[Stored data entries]

[Start of Attachment]

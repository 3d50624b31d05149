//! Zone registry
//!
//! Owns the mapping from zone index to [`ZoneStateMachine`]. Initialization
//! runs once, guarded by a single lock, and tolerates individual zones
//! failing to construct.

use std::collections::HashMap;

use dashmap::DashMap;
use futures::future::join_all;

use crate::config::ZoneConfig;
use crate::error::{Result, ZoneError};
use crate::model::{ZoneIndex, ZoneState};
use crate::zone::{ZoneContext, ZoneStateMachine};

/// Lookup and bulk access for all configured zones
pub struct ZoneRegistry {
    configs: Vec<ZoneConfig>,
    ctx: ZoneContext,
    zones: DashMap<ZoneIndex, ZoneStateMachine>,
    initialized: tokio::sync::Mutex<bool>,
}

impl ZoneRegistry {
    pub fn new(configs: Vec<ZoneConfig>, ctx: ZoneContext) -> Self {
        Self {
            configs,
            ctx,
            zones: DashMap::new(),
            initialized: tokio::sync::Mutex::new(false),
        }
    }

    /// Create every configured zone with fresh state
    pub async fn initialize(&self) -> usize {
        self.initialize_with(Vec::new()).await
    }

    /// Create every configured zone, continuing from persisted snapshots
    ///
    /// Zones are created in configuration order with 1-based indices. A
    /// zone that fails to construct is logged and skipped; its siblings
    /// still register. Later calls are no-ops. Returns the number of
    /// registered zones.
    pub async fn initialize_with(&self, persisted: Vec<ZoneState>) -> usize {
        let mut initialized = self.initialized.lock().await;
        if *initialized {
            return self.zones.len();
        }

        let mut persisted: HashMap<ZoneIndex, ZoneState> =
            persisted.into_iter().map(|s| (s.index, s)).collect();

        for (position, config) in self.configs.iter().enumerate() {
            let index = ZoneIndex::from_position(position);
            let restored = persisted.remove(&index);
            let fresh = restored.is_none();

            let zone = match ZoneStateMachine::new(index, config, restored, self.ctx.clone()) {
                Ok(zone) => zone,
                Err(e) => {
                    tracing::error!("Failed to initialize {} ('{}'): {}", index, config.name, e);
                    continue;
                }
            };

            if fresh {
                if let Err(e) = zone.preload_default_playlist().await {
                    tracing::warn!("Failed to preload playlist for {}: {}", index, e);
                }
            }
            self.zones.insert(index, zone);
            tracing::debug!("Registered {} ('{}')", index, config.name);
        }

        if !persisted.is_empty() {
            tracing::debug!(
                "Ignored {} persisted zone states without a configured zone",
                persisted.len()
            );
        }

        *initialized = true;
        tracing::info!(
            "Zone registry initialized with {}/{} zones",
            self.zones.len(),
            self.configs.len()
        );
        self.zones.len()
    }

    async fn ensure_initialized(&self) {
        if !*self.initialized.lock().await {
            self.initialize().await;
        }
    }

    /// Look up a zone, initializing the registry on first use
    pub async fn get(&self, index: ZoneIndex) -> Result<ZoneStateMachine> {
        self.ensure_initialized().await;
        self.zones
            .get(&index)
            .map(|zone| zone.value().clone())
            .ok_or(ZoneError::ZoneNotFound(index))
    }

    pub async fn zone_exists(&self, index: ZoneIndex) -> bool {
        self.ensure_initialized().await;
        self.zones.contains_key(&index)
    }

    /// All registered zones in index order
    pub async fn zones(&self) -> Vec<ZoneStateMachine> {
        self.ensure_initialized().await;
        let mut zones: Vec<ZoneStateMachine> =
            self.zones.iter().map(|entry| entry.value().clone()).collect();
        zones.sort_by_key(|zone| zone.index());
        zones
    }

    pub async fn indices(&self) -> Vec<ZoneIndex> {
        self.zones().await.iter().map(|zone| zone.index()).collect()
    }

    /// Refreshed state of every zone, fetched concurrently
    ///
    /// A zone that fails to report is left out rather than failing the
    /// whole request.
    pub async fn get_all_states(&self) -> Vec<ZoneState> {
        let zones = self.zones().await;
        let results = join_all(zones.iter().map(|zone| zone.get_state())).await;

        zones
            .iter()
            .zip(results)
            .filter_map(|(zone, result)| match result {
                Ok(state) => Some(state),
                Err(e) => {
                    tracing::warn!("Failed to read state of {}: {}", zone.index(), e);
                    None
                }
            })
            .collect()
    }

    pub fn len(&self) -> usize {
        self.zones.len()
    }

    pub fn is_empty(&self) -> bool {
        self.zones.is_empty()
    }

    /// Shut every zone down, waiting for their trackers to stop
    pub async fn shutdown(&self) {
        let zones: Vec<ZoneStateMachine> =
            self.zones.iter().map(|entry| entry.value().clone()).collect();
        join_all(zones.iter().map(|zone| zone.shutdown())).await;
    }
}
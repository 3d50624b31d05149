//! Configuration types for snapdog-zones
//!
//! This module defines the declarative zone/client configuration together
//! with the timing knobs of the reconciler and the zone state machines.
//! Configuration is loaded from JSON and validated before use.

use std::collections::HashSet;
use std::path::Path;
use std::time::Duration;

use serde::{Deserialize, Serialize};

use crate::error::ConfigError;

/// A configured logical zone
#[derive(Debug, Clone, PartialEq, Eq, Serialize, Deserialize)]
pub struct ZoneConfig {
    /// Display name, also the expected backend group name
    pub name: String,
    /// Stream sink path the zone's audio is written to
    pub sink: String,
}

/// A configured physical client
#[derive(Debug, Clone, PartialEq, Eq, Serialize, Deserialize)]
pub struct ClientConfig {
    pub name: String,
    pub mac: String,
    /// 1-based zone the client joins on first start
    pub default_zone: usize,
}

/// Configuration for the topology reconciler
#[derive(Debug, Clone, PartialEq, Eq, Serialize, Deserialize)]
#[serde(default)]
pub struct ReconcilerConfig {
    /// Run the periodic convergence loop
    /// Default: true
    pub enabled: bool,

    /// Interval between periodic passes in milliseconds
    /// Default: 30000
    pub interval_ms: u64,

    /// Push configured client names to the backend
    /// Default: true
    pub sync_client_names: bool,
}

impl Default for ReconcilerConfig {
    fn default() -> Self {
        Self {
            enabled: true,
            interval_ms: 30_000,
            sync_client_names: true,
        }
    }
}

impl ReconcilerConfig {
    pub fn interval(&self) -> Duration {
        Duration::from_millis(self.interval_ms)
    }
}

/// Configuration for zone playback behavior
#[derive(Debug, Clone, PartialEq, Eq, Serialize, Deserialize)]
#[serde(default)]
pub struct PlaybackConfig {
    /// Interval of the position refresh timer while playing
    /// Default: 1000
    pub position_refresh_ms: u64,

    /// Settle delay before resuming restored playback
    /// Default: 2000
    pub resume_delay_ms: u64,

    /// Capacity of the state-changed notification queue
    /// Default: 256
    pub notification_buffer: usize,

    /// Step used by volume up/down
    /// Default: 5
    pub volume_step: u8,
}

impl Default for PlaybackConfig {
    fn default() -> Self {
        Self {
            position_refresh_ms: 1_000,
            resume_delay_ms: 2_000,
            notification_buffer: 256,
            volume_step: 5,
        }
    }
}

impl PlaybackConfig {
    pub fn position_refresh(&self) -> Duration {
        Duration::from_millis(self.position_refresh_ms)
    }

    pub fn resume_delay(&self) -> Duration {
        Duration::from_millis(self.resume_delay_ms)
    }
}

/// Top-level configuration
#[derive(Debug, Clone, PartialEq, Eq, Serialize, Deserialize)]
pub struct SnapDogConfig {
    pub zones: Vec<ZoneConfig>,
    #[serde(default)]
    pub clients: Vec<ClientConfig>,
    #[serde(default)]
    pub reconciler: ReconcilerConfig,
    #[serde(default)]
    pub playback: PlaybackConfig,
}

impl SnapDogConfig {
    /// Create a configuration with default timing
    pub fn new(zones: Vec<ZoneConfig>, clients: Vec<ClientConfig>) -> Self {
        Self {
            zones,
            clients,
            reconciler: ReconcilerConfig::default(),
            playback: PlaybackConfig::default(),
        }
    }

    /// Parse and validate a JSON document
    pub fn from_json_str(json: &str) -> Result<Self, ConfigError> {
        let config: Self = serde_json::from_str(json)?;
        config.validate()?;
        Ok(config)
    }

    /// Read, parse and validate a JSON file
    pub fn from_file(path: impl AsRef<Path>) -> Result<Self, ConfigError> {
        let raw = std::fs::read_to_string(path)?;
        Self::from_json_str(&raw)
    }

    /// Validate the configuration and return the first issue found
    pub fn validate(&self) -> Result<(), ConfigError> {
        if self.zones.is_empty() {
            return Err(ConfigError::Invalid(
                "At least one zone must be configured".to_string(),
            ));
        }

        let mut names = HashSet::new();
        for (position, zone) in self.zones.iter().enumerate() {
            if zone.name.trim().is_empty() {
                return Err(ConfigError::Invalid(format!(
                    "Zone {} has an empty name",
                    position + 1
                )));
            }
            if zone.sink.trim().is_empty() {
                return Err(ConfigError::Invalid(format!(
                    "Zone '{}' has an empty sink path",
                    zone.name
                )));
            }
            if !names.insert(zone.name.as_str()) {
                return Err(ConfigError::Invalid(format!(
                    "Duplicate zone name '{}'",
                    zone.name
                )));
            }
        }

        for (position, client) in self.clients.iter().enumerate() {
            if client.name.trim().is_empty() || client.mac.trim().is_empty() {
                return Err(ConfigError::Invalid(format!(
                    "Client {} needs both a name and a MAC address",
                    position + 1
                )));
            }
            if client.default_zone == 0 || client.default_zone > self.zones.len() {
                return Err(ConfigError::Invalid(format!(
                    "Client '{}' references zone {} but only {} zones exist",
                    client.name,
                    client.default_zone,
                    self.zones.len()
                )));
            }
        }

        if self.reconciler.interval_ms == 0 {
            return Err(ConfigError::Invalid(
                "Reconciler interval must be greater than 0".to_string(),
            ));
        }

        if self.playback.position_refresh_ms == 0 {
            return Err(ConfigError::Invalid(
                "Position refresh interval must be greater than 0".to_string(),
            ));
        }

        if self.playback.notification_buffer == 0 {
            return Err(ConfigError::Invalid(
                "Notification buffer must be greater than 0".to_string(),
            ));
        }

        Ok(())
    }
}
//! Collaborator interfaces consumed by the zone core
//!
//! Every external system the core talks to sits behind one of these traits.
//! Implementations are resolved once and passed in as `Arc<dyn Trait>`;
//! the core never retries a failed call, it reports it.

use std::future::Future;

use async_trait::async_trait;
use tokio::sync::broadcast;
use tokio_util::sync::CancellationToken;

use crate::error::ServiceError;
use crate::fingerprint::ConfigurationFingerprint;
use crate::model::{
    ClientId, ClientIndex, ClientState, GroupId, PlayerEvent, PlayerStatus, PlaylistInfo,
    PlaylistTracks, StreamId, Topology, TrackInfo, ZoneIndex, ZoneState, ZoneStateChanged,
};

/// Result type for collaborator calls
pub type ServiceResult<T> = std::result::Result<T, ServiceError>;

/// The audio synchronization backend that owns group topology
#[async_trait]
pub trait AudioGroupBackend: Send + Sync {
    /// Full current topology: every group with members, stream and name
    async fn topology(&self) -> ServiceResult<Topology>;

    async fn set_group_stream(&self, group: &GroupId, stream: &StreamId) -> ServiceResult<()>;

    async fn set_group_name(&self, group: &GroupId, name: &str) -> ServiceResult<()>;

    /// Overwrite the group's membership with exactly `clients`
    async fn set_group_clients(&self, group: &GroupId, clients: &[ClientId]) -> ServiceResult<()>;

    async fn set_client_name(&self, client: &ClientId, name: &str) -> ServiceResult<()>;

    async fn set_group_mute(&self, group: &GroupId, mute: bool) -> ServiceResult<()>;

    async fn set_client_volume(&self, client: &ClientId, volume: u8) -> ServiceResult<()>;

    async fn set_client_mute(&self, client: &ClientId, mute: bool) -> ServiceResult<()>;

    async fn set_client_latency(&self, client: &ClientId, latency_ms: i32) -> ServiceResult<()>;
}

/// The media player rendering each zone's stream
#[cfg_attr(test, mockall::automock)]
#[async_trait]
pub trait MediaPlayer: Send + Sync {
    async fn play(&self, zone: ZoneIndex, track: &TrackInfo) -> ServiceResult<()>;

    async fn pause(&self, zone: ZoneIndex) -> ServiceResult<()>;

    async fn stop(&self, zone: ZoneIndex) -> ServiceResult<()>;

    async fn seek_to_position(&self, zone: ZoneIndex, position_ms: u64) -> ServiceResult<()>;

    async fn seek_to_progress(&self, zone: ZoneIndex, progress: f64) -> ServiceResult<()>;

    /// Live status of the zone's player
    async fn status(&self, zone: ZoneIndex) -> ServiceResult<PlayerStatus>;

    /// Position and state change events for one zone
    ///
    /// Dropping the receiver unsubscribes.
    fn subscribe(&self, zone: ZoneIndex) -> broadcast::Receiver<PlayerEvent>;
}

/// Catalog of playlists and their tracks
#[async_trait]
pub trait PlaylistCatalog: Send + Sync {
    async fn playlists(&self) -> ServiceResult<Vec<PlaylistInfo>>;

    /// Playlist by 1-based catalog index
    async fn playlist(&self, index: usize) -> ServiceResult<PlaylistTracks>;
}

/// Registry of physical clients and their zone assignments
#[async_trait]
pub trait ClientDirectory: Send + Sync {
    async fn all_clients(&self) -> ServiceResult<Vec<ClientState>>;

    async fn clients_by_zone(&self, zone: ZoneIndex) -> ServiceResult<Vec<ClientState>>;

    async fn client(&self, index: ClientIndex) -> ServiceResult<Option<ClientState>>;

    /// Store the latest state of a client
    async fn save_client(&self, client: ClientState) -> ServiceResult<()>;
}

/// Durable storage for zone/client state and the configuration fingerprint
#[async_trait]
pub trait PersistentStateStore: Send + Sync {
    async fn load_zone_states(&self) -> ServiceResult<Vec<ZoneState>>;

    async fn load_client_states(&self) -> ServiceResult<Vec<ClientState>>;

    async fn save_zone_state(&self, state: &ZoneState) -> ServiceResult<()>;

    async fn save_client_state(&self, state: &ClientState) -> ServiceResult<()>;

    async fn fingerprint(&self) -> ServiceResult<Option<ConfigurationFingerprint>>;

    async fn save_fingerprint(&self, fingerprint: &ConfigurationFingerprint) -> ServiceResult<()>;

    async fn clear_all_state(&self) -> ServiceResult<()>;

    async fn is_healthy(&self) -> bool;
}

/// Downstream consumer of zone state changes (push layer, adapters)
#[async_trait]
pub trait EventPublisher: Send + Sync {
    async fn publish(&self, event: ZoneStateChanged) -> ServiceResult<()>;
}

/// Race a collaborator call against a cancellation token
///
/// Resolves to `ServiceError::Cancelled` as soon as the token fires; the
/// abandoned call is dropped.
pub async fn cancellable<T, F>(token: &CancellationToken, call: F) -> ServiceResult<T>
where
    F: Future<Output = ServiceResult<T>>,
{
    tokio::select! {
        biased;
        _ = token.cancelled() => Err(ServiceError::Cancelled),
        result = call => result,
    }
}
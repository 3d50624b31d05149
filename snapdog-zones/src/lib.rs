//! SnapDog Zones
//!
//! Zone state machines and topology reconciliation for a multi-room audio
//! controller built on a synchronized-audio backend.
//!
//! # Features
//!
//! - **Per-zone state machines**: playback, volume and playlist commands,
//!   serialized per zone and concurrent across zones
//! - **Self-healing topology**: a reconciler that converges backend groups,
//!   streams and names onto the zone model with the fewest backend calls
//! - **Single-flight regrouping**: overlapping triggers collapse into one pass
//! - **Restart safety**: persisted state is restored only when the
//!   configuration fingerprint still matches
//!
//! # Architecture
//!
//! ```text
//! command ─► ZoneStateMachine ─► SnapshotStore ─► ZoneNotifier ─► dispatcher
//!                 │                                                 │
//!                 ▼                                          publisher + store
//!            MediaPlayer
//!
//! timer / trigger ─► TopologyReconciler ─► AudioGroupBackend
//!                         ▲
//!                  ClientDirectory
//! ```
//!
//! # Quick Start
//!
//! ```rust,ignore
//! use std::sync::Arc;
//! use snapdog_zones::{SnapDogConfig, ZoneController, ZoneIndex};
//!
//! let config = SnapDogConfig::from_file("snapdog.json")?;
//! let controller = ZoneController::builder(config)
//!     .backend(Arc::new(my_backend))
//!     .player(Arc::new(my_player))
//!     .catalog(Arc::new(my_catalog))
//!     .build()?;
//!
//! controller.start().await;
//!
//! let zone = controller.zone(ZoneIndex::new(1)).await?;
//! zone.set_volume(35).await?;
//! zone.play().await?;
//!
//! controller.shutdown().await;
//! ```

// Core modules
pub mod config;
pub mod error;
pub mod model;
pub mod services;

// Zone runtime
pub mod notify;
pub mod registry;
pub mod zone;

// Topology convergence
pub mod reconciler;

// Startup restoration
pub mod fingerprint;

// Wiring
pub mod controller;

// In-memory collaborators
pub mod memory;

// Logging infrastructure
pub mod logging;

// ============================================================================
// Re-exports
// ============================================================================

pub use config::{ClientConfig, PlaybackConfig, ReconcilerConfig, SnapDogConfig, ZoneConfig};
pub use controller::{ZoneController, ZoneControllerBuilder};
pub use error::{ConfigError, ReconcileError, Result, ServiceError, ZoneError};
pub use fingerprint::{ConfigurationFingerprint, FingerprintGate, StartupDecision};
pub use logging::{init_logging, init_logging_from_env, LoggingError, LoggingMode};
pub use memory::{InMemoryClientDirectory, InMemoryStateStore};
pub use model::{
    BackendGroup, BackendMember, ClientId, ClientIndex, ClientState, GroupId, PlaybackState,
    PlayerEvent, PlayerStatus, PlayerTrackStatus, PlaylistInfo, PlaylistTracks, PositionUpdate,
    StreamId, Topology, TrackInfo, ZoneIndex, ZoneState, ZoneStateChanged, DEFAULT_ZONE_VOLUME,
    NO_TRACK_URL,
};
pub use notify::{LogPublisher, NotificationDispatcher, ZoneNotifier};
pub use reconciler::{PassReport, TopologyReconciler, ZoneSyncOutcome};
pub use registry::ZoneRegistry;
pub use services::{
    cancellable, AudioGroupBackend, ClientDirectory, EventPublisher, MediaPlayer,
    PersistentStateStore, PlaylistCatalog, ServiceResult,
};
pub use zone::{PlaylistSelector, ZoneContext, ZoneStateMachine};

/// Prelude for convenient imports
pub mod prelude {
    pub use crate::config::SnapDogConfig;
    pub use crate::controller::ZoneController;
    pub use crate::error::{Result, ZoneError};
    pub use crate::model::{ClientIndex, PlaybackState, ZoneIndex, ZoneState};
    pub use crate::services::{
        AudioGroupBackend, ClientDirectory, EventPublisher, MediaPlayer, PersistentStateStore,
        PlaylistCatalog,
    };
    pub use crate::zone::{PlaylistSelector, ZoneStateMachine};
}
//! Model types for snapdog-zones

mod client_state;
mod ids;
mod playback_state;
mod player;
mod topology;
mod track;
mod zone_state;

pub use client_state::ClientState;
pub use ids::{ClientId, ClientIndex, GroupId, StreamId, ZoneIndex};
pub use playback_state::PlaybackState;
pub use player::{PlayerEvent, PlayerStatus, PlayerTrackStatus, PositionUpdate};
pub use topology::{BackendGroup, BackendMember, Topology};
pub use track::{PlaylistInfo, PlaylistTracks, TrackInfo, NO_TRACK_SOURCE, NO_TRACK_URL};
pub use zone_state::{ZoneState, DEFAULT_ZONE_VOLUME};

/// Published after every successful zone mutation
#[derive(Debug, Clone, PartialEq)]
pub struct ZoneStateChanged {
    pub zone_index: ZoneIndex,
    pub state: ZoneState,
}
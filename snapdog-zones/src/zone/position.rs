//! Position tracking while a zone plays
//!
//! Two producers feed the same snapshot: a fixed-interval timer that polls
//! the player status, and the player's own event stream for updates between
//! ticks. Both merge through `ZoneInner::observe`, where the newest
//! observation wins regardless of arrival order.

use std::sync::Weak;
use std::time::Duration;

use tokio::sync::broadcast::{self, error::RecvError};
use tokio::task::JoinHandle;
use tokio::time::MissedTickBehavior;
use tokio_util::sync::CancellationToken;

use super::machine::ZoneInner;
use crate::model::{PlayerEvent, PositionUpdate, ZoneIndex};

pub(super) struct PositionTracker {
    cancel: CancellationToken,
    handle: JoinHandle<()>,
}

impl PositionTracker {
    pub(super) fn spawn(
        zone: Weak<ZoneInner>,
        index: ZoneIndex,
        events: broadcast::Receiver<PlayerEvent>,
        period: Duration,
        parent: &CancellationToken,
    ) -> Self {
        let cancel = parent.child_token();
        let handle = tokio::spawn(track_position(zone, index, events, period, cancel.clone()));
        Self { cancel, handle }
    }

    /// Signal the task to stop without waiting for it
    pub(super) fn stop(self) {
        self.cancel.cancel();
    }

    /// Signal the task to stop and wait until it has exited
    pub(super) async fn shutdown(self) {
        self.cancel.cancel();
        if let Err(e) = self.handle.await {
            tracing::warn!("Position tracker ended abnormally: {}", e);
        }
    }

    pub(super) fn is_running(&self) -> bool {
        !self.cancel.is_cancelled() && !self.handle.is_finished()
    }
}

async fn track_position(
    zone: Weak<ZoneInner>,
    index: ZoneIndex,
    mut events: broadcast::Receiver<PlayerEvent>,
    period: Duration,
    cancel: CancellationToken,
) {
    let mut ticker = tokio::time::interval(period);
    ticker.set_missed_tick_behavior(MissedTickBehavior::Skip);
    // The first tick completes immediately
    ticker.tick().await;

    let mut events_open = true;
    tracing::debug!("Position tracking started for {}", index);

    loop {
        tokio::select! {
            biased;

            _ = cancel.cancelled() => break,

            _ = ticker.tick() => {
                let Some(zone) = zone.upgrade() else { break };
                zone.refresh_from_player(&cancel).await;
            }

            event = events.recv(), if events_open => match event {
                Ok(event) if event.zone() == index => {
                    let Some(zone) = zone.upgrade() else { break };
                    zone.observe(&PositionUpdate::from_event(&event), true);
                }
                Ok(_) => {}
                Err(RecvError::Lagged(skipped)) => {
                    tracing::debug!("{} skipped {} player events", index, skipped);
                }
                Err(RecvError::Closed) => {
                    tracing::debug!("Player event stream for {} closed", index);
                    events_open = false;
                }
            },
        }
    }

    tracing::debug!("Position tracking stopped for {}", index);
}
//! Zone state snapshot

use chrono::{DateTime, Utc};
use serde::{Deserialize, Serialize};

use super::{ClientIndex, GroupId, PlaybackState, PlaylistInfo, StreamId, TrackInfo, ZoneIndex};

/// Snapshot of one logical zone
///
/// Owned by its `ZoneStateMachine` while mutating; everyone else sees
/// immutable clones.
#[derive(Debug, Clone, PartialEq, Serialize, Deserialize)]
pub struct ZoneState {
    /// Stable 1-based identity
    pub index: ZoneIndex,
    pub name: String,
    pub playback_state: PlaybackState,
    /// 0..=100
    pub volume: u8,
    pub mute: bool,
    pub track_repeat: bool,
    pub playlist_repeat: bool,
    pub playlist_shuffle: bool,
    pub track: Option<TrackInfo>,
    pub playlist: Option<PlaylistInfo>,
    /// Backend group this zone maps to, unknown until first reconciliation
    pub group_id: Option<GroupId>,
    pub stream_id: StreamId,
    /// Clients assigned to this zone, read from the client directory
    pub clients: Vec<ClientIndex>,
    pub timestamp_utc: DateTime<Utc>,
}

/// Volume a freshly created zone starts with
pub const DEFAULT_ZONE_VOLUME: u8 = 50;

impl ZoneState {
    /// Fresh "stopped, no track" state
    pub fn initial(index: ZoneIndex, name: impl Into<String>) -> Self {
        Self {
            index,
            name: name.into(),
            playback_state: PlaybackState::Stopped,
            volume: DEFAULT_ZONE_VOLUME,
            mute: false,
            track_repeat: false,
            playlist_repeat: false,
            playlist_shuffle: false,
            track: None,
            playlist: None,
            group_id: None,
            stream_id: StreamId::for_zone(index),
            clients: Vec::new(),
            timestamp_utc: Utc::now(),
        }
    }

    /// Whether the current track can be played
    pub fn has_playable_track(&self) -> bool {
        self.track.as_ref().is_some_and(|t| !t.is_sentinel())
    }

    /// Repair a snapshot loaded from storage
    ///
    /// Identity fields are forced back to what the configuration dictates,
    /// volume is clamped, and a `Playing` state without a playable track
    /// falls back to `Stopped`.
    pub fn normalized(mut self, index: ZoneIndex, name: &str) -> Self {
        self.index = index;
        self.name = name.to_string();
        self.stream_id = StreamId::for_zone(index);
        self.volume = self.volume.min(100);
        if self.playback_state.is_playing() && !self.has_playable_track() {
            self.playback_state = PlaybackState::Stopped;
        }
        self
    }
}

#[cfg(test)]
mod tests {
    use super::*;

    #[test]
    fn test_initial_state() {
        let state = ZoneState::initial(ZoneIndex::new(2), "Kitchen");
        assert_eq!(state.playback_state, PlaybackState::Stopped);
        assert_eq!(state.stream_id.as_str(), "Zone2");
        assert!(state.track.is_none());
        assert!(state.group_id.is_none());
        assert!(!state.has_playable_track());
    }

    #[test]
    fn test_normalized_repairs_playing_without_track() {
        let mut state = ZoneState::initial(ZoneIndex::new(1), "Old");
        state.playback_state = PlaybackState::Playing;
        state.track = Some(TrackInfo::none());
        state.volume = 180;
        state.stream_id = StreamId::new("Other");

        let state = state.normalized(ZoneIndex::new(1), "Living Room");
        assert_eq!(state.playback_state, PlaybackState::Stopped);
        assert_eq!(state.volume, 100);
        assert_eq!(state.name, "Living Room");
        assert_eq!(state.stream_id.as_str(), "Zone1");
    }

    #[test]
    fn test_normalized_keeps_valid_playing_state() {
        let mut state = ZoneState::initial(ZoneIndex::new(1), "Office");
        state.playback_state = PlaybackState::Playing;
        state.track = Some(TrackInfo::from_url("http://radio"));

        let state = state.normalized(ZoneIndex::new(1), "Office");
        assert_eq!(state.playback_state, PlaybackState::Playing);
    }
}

[End of Attachment]

Task description
Each line in the entries above that includes the word "indices" counts once; state the total and nothing else.

Answer to this exercise
2